Le paladin combattait d’un autre côté, et avait vu fuir devant lui plus de cent bannières. Dès que lui parvient la fâcheuse nouvelle du grand péril que courait Zerbin, démonté et abandonné par les siens au milieu des gens de Cyrène, il fait faire volte face à son cheval, et il se dirige rapidement vers l’endroit où il aperçoit les fuyards.

Il arrive à l’endroit où il voit les Écossais revenir en fuyant; il leur crie: «Où allez-vous? Êtes-vous donc assez lâches pour laisser le champ de bataille à une si vile canaille? Où sont les dépouilles dont je croyais que vous deviez orner vos églises? Quelle gloire, quels éloges pensez-vous mériter en abandonnant le fils de votre roi seul et à pied?»

Il prend des mains de son écuyer une énorme lance, et voyant non loin de là Prusion, roi d’Alfarache, il fond sur lui, lui fait vider les arçons et le jette mort sur la plaine. Il couche à terre Agricalte et Bambirague; puis il blesse grièvement Soridan; et il l’aurait occis comme les autres, si sa lance avait été plus forte.

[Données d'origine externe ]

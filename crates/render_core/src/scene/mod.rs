//! # Scene
//!
//! Minimal scene provider consumed by the pipeline: a slot map of
//! renderable instances plus an optional skybox. The pipeline only ever
//! borrows the scene; it never mutates it.
//!
//! Every instance receives a picking id when it is added. Ids start at 1 so
//! that a cleared picking target (black, id 0) reads back as "nothing", and
//! wrap after [`MAX_PICK_ID`] since the id color only carries 24 bits.

pub mod bounds;
pub mod instance;
pub mod skybox;

pub use bounds::{Aabb, Frustum, Plane};
pub use instance::Instance;
pub use skybox::Skybox;

use slotmap::{new_key_type, SlotMap};

/// Largest picking id an RGB8 id color can carry
pub const MAX_PICK_ID: u32 = 0x00FF_FFFF;

new_key_type! {
    /// Stable handle to an instance in a [`Scene`]
    pub struct InstanceKey;
}

/// Instances and background for one view
#[derive(Debug)]
pub struct Scene {
    instances: SlotMap<InstanceKey, Instance>,
    next_id: u32,
    skybox: Option<Skybox>,
}

impl Scene {
    /// Empty scene without a skybox
    pub fn new() -> Self {
        Self {
            instances: SlotMap::with_key(),
            next_id: 1,
            skybox: None,
        }
    }

    /// Add an instance, assigning it the next picking id
    pub fn add(&mut self, mut instance: Instance) -> InstanceKey {
        instance.set_id(self.next_id);
        self.next_id = if self.next_id >= MAX_PICK_ID { 1 } else { self.next_id + 1 };
        log::trace!("Added instance {} (mesh '{}')", instance.id(), instance.mesh);
        self.instances.insert(instance)
    }

    /// Instance by key
    pub fn get(&self, key: InstanceKey) -> Option<&Instance> {
        self.instances.get(key)
    }

    /// Mutable instance by key
    pub fn get_mut(&mut self, key: InstanceKey) -> Option<&mut Instance> {
        self.instances.get_mut(key)
    }

    /// Remove an instance; its picking id is not reused
    pub fn remove(&mut self, key: InstanceKey) -> Option<Instance> {
        self.instances.remove(key)
    }

    /// Instance with the given picking id
    pub fn find_by_id(&self, id: u32) -> Option<(InstanceKey, &Instance)> {
        self.instances.iter().find(|(_, instance)| instance.id() == id)
    }

    /// All instances in slot order
    pub fn instances(&self) -> impl Iterator<Item = &Instance> {
        self.instances.values()
    }

    /// Number of instances
    pub fn len(&self) -> usize {
        self.instances.len()
    }

    /// Whether the scene has no instances
    pub fn is_empty(&self) -> bool {
        self.instances.is_empty()
    }

    /// Background skybox, if any
    pub fn skybox(&self) -> Option<&Skybox> {
        self.skybox.as_ref()
    }

    /// Replace the skybox
    pub fn set_skybox(&mut self, skybox: Option<Skybox>) {
        self.skybox = skybox;
    }
}

impl Default for Scene {
    fn default() -> Self {
        Self::new()
    }
}
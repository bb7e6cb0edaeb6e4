//! Textures

use serde::{Deserialize, Serialize};

use crate::foundation::math::UVec2;
use crate::render::context::{Context, TextureId, TextureTarget};

/// Storage format of texels on the device
#[derive(Debug, Clone, Copy, PartialEq, Eq, Hash)]
#[allow(missing_docs)]
pub enum InternalFormat {
    R8,
    RG8,
    RGB8,
    RGBA8,
    RgbDxt1,
    RgbaDxt1,
    RgbaDxt5,
    RgbaBc7,
    RRgtc,
    RgRgtc,
    Depth24,
}

/// Layout of client-side pixel data
#[derive(Debug, Clone, Copy, PartialEq, Eq, Hash)]
#[allow(missing_docs)]
pub enum PixelFormat {
    Red,
    RG,
    RGB,
    RGBA,
    Depth,
}

impl PixelFormat {
    /// Bytes per pixel for 8-bit channels
    pub fn channels(self) -> u32 {
        match self {
            Self::Red | Self::Depth => 1,
            Self::RG => 2,
            Self::RGB => 3,
            Self::RGBA => 4,
        }
    }
}

/// Texture sampling filter
#[derive(Debug, Clone, Copy, PartialEq, Eq, Hash)]
#[allow(missing_docs)]
pub enum Filter {
    Nearest,
    Linear,
    NearestMipmapNearest,
    LinearMipmapLinear,
}

/// Texture coordinate wrapping
#[derive(Debug, Clone, Copy, Default, PartialEq, Eq, Hash, Serialize, Deserialize)]
#[allow(missing_docs)]
pub enum Wrap {
    #[default]
    Repeat,
    MirroredRepeat,
    ClampToEdge,
}

/// Sampling parameter of a texture
#[derive(Debug, Clone, Copy, PartialEq)]
#[allow(missing_docs)]
pub enum TextureParameter {
    MinFilter(Filter),
    MagFilter(Filter),
    WrapS(Wrap),
    WrapT(Wrap),
    WrapR(Wrap),
    Anisotropy(f32),
}

/// Shape and format of a texture's storage
#[derive(Debug, Clone, PartialEq, Eq, Hash)]
pub struct TextureDescriptor {
    /// Binding target
    pub target: TextureTarget,
    /// Device storage format
    pub internal_format: InternalFormat,
    /// Client pixel layout used for uploads
    pub format: PixelFormat,
    /// Size of level 0
    pub size: UVec2,
    /// Number of mip levels
    pub levels: u32,
}

impl TextureDescriptor {
    /// Single-level 2D texture
    pub fn tex2d(internal_format: InternalFormat, format: PixelFormat, size: UVec2) -> Self {
        Self {
            target: TextureTarget::Tex2D,
            internal_format,
            format,
            size,
            levels: 1,
        }
    }
}

/// Handle to a device texture
///
/// Clones share the same device object. Resizing reallocates storage under
/// the same name, so clones held elsewhere stay valid.
#[derive(Debug, Clone, PartialEq)]
pub struct Texture {
    id: TextureId,
    descriptor: TextureDescriptor,
}

impl Texture {
    /// Create a texture and allocate its storage
    pub fn new(ctx: &mut Context, descriptor: TextureDescriptor) -> Self {
        let id = ctx.device_mut().create_texture();
        let texture = Self { id, descriptor };
        texture.bind_active(ctx);
        ctx.device_mut().tex_storage(&texture.descriptor);

        log::debug!(
            "Created texture {:?}: {:?} {}x{} ({} levels)",
            id,
            texture.descriptor.internal_format,
            texture.descriptor.size.x,
            texture.descriptor.size.y,
            texture.descriptor.levels
        );
        texture
    }

    /// Device name
    pub fn id(&self) -> TextureId {
        self.id
    }

    /// Binding target
    pub fn target(&self) -> TextureTarget {
        self.descriptor.target
    }

    /// Current storage description
    pub fn descriptor(&self) -> &TextureDescriptor {
        &self.descriptor
    }

    /// Size of level 0
    pub fn size(&self) -> UVec2 {
        self.descriptor.size
    }

    /// Bind to a texture unit through the cache
    pub fn bind(&self, ctx: &mut Context, unit: u32) {
        ctx.bind_texture(unit, self.descriptor.target, self.id);
    }

    // Uploads and parameter changes act on whatever unit is active.
    fn bind_active(&self, ctx: &mut Context) {
        let unit = ctx.state().active_texture;
        self.bind(ctx, unit);
    }

    /// Upload level-0 pixels; `layer` selects the cube face
    pub fn upload(&self, ctx: &mut Context, layer: u32, data: &[u8]) {
        self.bind_active(ctx);
        ctx.device_mut().tex_sub_image(self.descriptor.target, layer, data);
    }

    /// Set a sampling parameter
    pub fn set_parameter(&self, ctx: &mut Context, parameter: TextureParameter) {
        self.bind_active(ctx);
        ctx.device_mut().tex_parameter(self.descriptor.target, parameter);
    }

    /// Generate mip levels from level 0
    pub fn generate_mipmap(&self, ctx: &mut Context) {
        self.bind_active(ctx);
        ctx.device_mut().generate_mipmap(self.descriptor.target);
    }

    /// Reallocate storage at a new size, keeping the device name
    pub fn resize(&mut self, ctx: &mut Context, size: UVec2) {
        if self.descriptor.size == size {
            return;
        }
        self.descriptor.size = size;
        self.bind_active(ctx);
        ctx.device_mut().tex_storage(&self.descriptor);
    }

    /// Delete the device texture
    pub fn destroy(self, ctx: &mut Context) {
        ctx.device_mut().delete_texture(self.id);
        ctx.forget_texture(self.id);
    }
}

#[cfg(test)]
mod tests {
    use super::*;
    use crate::render::context::RecordingDevice;

    fn context() -> Context {
        Context::new(Box::new(RecordingDevice::new()), UVec2::new(64, 64))
    }

    #[test]
    fn test_resize_keeps_name() {
        let mut ctx = context();
        let mut texture = Texture::new(
            &mut ctx,
            TextureDescriptor::tex2d(InternalFormat::RGBA8, PixelFormat::RGBA, UVec2::new(32, 32)),
        );
        let id = texture.id();

        texture.resize(&mut ctx, UVec2::new(64, 16));
        assert_eq!(texture.id(), id);
        assert_eq!(texture.size(), UVec2::new(64, 16));

        let device = ctx.device_as::<RecordingDevice>().unwrap();
        assert_eq!(device.texture(id).unwrap().size, UVec2::new(64, 16));
        assert_eq!(device.call_count("tex_storage"), 2);
    }

    #[test]
    fn test_same_size_resize_is_noop() {
        let mut ctx = context();
        let mut texture = Texture::new(
            &mut ctx,
            TextureDescriptor::tex2d(InternalFormat::R8, PixelFormat::Red, UVec2::new(8, 8)),
        );
        texture.resize(&mut ctx, UVec2::new(8, 8));
        assert_eq!(ctx.device_as::<RecordingDevice>().unwrap().call_count("tex_storage"), 1);
    }

    #[test]
    fn test_bind_routes_through_cache() {
        let mut ctx = context();
        let texture = Texture::new(
            &mut ctx,
            TextureDescriptor::tex2d(InternalFormat::RGB8, PixelFormat::RGB, UVec2::new(4, 4)),
        );
        // creation bound it to unit 0
        texture.bind(&mut ctx, 0);
        texture.bind(&mut ctx, 0);
        texture.upload(&mut ctx, 0, &[0; 48]);

        assert_eq!(ctx.device_as::<RecordingDevice>().unwrap().call_count("bind_texture"), 1);
        assert_eq!(ctx.state().texture_at(0), Some(texture.id()));
    }

    #[test]
    fn test_destroy_clears_cached_units() {
        let mut ctx = context();
        let texture = Texture::new(
            &mut ctx,
            TextureDescriptor::tex2d(InternalFormat::RGB8, PixelFormat::RGB, UVec2::new(4, 4)),
        );
        texture.bind(&mut ctx, 3);
        texture.destroy(&mut ctx);
        assert_eq!(ctx.state().texture_at(3), Some(TextureId::NONE));
        assert_eq!(ctx.state().texture_at(0), Some(TextureId::NONE));
    }
}
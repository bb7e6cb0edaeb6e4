//! Foundation module - Core utilities and types
//!
//! This module provides fundamental utilities used throughout the crate:
//! - Math types and operations
//! - Logging initialization

pub mod math;
pub mod logging;
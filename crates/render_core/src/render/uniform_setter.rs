//! Deferred uniform assignments
//!
//! Passes push closures during a frame; each draw call applies the whole
//! list to its shader right before use. Closures run in insertion order, so a
//! later setter overrides an earlier one for the same uniform.

use crate::render::resources::shader::{ShaderProgram, UniformValue};

type Setter = Box<dyn Fn(&mut ShaderProgram)>;

/// Ordered list of shader mutations
#[derive(Default)]
pub struct UniformSetter {
    setters: Vec<Setter>,
}

impl UniformSetter {
    /// Empty setter
    pub fn new() -> Self {
        Self::default()
    }

    /// Setter holding a single closure
    pub fn from_fn(setter: impl Fn(&mut ShaderProgram) + 'static) -> Self {
        let mut uniform_setter = Self::new();
        uniform_setter.add(setter);
        uniform_setter
    }

    /// Append a closure
    pub fn add(&mut self, setter: impl Fn(&mut ShaderProgram) + 'static) -> &mut Self {
        self.setters.push(Box::new(setter));
        self
    }

    /// Append an assignment of a fixed value
    pub fn add_uniform(&mut self, name: impl Into<String>, value: impl Into<UniformValue>) -> &mut Self {
        let name = name.into();
        let value = value.into();
        self.add(move |shader| {
            shader.set_uniform(&name, value.clone());
        })
    }

    /// Append every closure of `other`
    pub fn extend(&mut self, other: Self) -> &mut Self {
        self.setters.extend(other.setters);
        self
    }

    /// Run every closure on `shader` in insertion order
    pub fn apply(&self, shader: &mut ShaderProgram) {
        for setter in &self.setters {
            setter(shader);
        }
    }

    /// Number of closures
    pub fn len(&self) -> usize {
        self.setters.len()
    }

    /// Whether no closure was added
    pub fn is_empty(&self) -> bool {
        self.setters.is_empty()
    }
}

impl std::fmt::Debug for UniformSetter {
    fn fmt(&self, f: &mut std::fmt::Formatter<'_>) -> std::fmt::Result {
        f.debug_struct("UniformSetter").field("setters", &self.setters.len()).finish()
    }
}
//! Blended geometry

use std::any::Any;

use super::render_pass::{Instances, RenderPass};
use super::{draw_instance, select_visible, sort_by_distance};
use crate::render::assets::Assets;
use crate::render::context::{Capability, Context, DepthFunc};
use crate::render::primitives::Camera;
use crate::render::resources::shader::ShaderPass;
use crate::render::uniform_setter::UniformSetter;
use crate::render::RenderResult;
use crate::scene::{Instance, Scene};

/// Draws blended instances back to front, testing depth without writing it
#[derive(Debug, Default)]
pub struct TransparentPass {
    selected: Vec<usize>,
}

impl TransparentPass {
    /// Empty pass
    pub fn new() -> Self {
        Self::default()
    }

    /// Number of instances selected by the last update
    pub fn selected(&self) -> usize {
        self.selected.len()
    }
}

impl RenderPass for TransparentPass {
    fn name(&self) -> &'static str {
        "transparent"
    }

    fn dependencies(&self) -> &'static [&'static str] {
        &["framebuffer", "scene_data"]
    }

    fn update<'s>(
        &mut self,
        scene: &'s Scene,
        instances: &mut Instances<'s>,
        _ctx: &mut Context,
        camera: &Camera,
    ) -> RenderResult<()> {
        self.selected = select_visible(scene, instances, camera, |instance| {
            instance.material.blending.blend_func().is_some()
        });
        sort_by_distance(&mut self.selected, instances, camera.position);
        self.selected.reverse();
        Ok(())
    }

    fn draw(
        &mut self,
        instances: &[&Instance],
        ctx: &mut Context,
        assets: &mut Assets,
        _camera: &Camera,
        setter: &UniformSetter,
    ) -> RenderResult<()> {
        ctx.enable(Capability::DepthTest);
        ctx.set_depth_func(DepthFunc::Less);
        ctx.set_depth_mask(false);
        ctx.enable(Capability::Blending);

        for instance in self.selected.iter().filter_map(|&index| instances.get(index)) {
            if let Some(func) = instance.material.blending.blend_func() {
                ctx.set_blend_func(func);
            }
            draw_instance(ctx, assets, ShaderPass::Transparent, instance, setter, |_| {})?;
        }
        Ok(())
    }

    fn as_any(&self) -> &dyn Any {
        self
    }

    fn as_any_mut(&mut self) -> &mut dyn Any {
        self
    }
}
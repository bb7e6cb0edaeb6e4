//! Render pass interface

use std::any::Any;

use crate::foundation::math::UVec2;
use crate::render::assets::Assets;
use crate::render::context::Context;
use crate::render::primitives::Camera;
use crate::render::uniform_setter::UniformSetter;
use crate::render::RenderResult;
use crate::scene::{Instance, Scene};

/// Instances collected by every pass for one frame, in collection order
///
/// Passes push the instances they select during `update` and remember their
/// positions; the same list is handed back to every `draw`. Entries are not
/// deduplicated.
pub type Instances<'s> = Vec<&'s Instance>;

/// One stage of the frame
///
/// The pipeline calls `update` on every pass, then `draw` followed by
/// `add_setter` on every pass, in list order. Passes configure the device
/// exclusively through the [`Context`] cache and must not assume anything
/// about the state left behind by earlier passes.
pub trait RenderPass {
    /// Unique name, used by [`dependencies`](Self::dependencies)
    fn name(&self) -> &'static str;

    /// Names of passes that must appear earlier in the pipeline
    fn dependencies(&self) -> &'static [&'static str] {
        &[]
    }

    /// Select this frame's instances into the shared list
    fn update<'s>(
        &mut self,
        _scene: &'s Scene,
        _instances: &mut Instances<'s>,
        _ctx: &mut Context,
        _camera: &Camera,
    ) -> RenderResult<()> {
        Ok(())
    }

    /// Issue this pass's draw calls
    ///
    /// `setter` holds the uniform setters contributed by every earlier pass.
    fn draw(
        &mut self,
        instances: &[&Instance],
        ctx: &mut Context,
        assets: &mut Assets,
        camera: &Camera,
        setter: &UniformSetter,
    ) -> RenderResult<()>;

    /// Contribute uniform setters for the passes after this one
    fn add_setter(&self, _setter: &mut UniformSetter) {}

    /// Resize framebuffer-sized resources
    fn on_framebuffer_change(&mut self, _ctx: &mut Context, _size: UVec2) {}

    /// Delete device objects owned by the pass
    fn release(&mut self, _ctx: &mut Context) {}

    /// Downcast support
    fn as_any(&self) -> &dyn Any;

    /// Mutable downcast support
    fn as_any_mut(&mut self) -> &mut dyn Any;
}
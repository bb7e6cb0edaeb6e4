//! # Object Picking
//!
//! Renders every candidate instance into an off-screen RGB target with its
//! picking id encoded as a flat color, then reads one pixel back once the
//! GPU has finished.
//!
//! Readback never blocks. Each pick places a fence after its draw calls and
//! joins a FIFO queue; [`ColorPicker::process`] only ever looks at the front
//! of the queue and completes requests whose fence has signaled. A request
//! that is never polled stays pending.
//!
//! ## Encoding
//!
//! `r = id & 0xff`, `g = (id >> 8) & 0xff`, `b = (id >> 16) & 0xff`. Id 0 is
//! the clear color and means "nothing under the cursor".
//!
//! ## Coordinates
//!
//! Pick positions use window coordinates with the origin at the top-left.
//! The readback row is `height - 1 - y`, clamped to row 0 for positions
//! below the target.

use std::any::Any;
use std::collections::VecDeque;

use super::render_pass::{Instances, RenderPass};
use super::{draw_instance, select_visible};
use crate::foundation::math::{UVec2, Vec3, Vec4};
use crate::render::assets::Assets;
use crate::render::context::{Capability, ClearMask, Context, DepthFunc, PixelStore};
use crate::render::primitives::Camera;
use crate::render::resources::framebuffer::Framebuffer;
use crate::render::resources::shader::ShaderPass;
use crate::render::resources::sync::Fence;
use crate::render::resources::texture::{InternalFormat, PixelFormat};
use crate::render::uniform_setter::UniformSetter;
use crate::render::RenderResult;
use crate::scene::{Instance, Scene};

/// Receives the picked id; 0 when nothing was hit
pub type PickCallback = Box<dyn FnOnce(u32)>;

/// Uniform the picking shader reads the encoded id from
pub const ID_COLOR_UNIFORM: &str = "id_color";

/// Encode an id into an RGB triple (24 bits)
pub fn encode_id(id: u32) -> [u8; 3] {
    [(id & 0xff) as u8, ((id >> 8) & 0xff) as u8, ((id >> 16) & 0xff) as u8]
}

/// Decode an RGB triple read back from the picking target
pub fn decode_id(rgb: [u8; 3]) -> u32 {
    u32::from(rgb[0]) | (u32::from(rgb[1]) << 8) | (u32::from(rgb[2]) << 16)
}

fn id_color(id: u32) -> Vec3 {
    let [r, g, b] = encode_id(id);
    Vec3::new(f32::from(r), f32::from(g), f32::from(b)) / 255.0
}

/// Framebuffer row of a top-left-origin window row
fn flip_row(height: u32, y: u32) -> u32 {
    height.saturating_sub(1).saturating_sub(y)
}

struct PendingPick {
    fence: Fence,
    position: UVec2,
    callback: PickCallback,
}

/// Off-screen id renderer with a FIFO queue of fenced readbacks
pub struct ColorPicker {
    framebuffer: Framebuffer,
    pending: VecDeque<PendingPick>,
    requests: Vec<(UVec2, PickCallback)>,
    selected: Vec<usize>,
}

impl ColorPicker {
    /// Picker with an RGB8 + depth target of `size`
    pub fn new(ctx: &mut Context, size: UVec2) -> Self {
        let framebuffer = Framebuffer::with_color_depth(ctx, size, InternalFormat::RGB8, PixelFormat::RGB);
        Self {
            framebuffer,
            pending: VecDeque::new(),
            requests: Vec::new(),
            selected: Vec::new(),
        }
    }

    /// The id target
    pub fn framebuffer(&self) -> &Framebuffer {
        &self.framebuffer
    }

    /// Picks waiting for their fence
    pub fn pending(&self) -> usize {
        self.pending.len()
    }

    /// Queue a pick to be rendered by the next pipeline frame
    ///
    /// `position` is in window coordinates (origin top-left).
    pub fn request(&mut self, position: UVec2, callback: impl FnOnce(u32) + 'static) {
        self.requests.push((position, Box::new(callback)));
    }

    /// Render `instances` now and queue a readback at `position` (origin top-left)
    pub fn on_pick(
        &mut self,
        ctx: &mut Context,
        assets: &mut Assets,
        instances: &[&Instance],
        position: UVec2,
        setter: &UniformSetter,
        callback: impl FnOnce(u32) + 'static,
    ) -> RenderResult<()> {
        self.pick(ctx, assets, instances, position, setter, Box::new(callback))
    }

    fn pick(
        &mut self,
        ctx: &mut Context,
        assets: &mut Assets,
        instances: &[&Instance],
        position: UVec2,
        setter: &UniformSetter,
        callback: PickCallback,
    ) -> RenderResult<()> {
        let flipped = UVec2::new(position.x, flip_row(ctx.size().y, position.y));

        self.render(ctx, assets, instances, setter)?;

        let mut fence = Fence::new();
        fence.place(ctx);
        self.pending.push_back(PendingPick { fence, position: flipped, callback });
        log::trace!("Queued pick at {:?} ({} pending)", flipped, self.pending.len());
        Ok(())
    }

    fn render(
        &mut self,
        ctx: &mut Context,
        assets: &mut Assets,
        instances: &[&Instance],
        setter: &UniformSetter,
    ) -> RenderResult<()> {
        ctx.set_clear_color(Vec4::zeros());
        ctx.set_depth_mask(true);
        self.framebuffer.clear(ctx, ClearMask::COLOR_DEPTH);

        ctx.enable(Capability::DepthTest);
        ctx.set_depth_func(DepthFunc::Less);
        ctx.disable(Capability::Blending);

        for instance in instances {
            let color = id_color(instance.id());
            draw_instance(ctx, assets, ShaderPass::ColorPicker, instance, setter, |shader| {
                shader.set_uniform(ID_COLOR_UNIFORM, color);
            })?;
        }

        self.framebuffer.unbind(ctx);
        Ok(())
    }

    /// Complete every pick at the front of the queue whose fence has signaled
    ///
    /// Returns the number of callbacks invoked.
    pub fn process(&mut self, ctx: &mut Context) -> usize {
        let mut completed = 0;
        loop {
            match self.pending.front() {
                Some(front) if front.fence.is_done(ctx) => {}
                _ => break,
            }
            let Some(mut pick) = self.pending.pop_front() else {
                break;
            };

            ctx.bind_framebuffer(self.framebuffer.id());
            ctx.set_pixel_store(PixelStore::UnpackAlignment, 1);
            let id = decode_id(ctx.read_pixel(pick.position));
            pick.fence.release(ctx);

            log::debug!("Picked id {} at {:?}", id, pick.position);
            (pick.callback)(id);
            completed += 1;
        }

        if completed > 0 {
            self.framebuffer.unbind(ctx);
        }
        completed
    }
}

Il saisit Flamberge, sa lance s’étant rompue. Il en frappe Serpentin, le chevalier aux étoiles, dont les armes étaient enchantées; néanmoins le coup l’envoie évanoui hors de selle. C’est ainsi que Renaud fait une place belle et spacieuse autour du prince d’Écosse, ce qui permet à ce dernier de saisir au passage un destrier dont la selle est vide, et d’y monter.

Il était temps, et s’il avait un peu plus tardé, il n’aurait probablement pas pu le faire, car Agramant, Dardinel, Sobrin et le roi Balastro arrivaient tous à la fois. Mais Zerbin, qui a pu se mettre auparavant en selle, fait tournoyer son glaive, envoyant tantôt celui-ci, tantôt celui-là porter en enfer des nouvelles des vivants.

Le brave Renaud, qui s’attaquait toujours de préférence aux plus redoutables, dirige son épée contre le roi Agramant, qui lui paraît beaucoup trop vaillant et hardi – il faisait, en effet, plus de besogne à lui seul que mille autres guerriers – et se précipite sur lui avec Bayard. Il le frappe et le heurte tout à la fois en plein flanc, et le renverse ainsi que son destrier.